» **Exercise instructions**:
In the entries that follow, the lines from the one with "const RELEASE_TAG_PREFIX: &str" through the one with "fn build_date() ->" are the ones to write out, exactly and with both ends included. Nothing else should appear.

» **Records drawn from a dataset**:
◆ ◆ ◆ ◆ ◆
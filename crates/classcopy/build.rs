use std::process::Command;

use chrono::Utc;

const RELEASE_TAG_PREFIX: &str = "classcopy@v";

fn main() {
    println!("cargo:rerun-if-changed=../../.git/HEAD");
    println!("cargo:rerun-if-changed=../../.git/refs/");

    let version = env!("CARGO_PKG_VERSION");
    let version_string = match git(&["rev-parse", "--short", "HEAD"]) {
        Some(_) if is_tagged_release(version) => version.to_owned(),
        Some(hash) => format!("{version}+{hash}.{}", build_date()),
        None => format!("{version}+unknown.{}", build_date()),
    };

    println!("cargo:rustc-env=CLASSCOPY_VERSION={version_string}");
}

fn build_date() -> String {
    Utc::now().format("%Y-%m-%dT%H:%M:%SZ").to_string()
}

fn git(args: &[&str]) -> Option<String> {
    let output = Command::new("git").args(args).output().ok()?;
    if !output.status.success() {
        return None;
    }
    Some(String::from_utf8(output.stdout).ok()?.trim().to_owned())
}

fn is_tagged_release(version: &str) -> bool {
    let expected = format!("{RELEASE_TAG_PREFIX}{version}");
    git(&["tag", "--points-at", "HEAD"])
        .is_some_and(|tags| tags.lines().any(|tag| tag.trim() == expected))
}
◆ ◆ ◆ ◆ ◆
» **Exercise output**:
const RELEASE_TAG_PREFIX: &str = "classcopy@v";

fn main() {
    println!("cargo:rerun-if-changed=../../.git/HEAD");
    println!("cargo:rerun-if-changed=../../.git/refs/");

    let version = env!("CARGO_PKG_VERSION");
    let version_string = match git(&["rev-parse", "--short", "HEAD"]) {
        Some(_) if is_tagged_release(version) => version.to_owned(),
        Some(hash) => format!("{version}+{hash}.{}", build_date()),
        None => format!("{version}+unknown.{}", build_date()),
    };

    println!("cargo:rustc-env=CLASSCOPY_VERSION={version_string}");
}

fn build_date() -> String {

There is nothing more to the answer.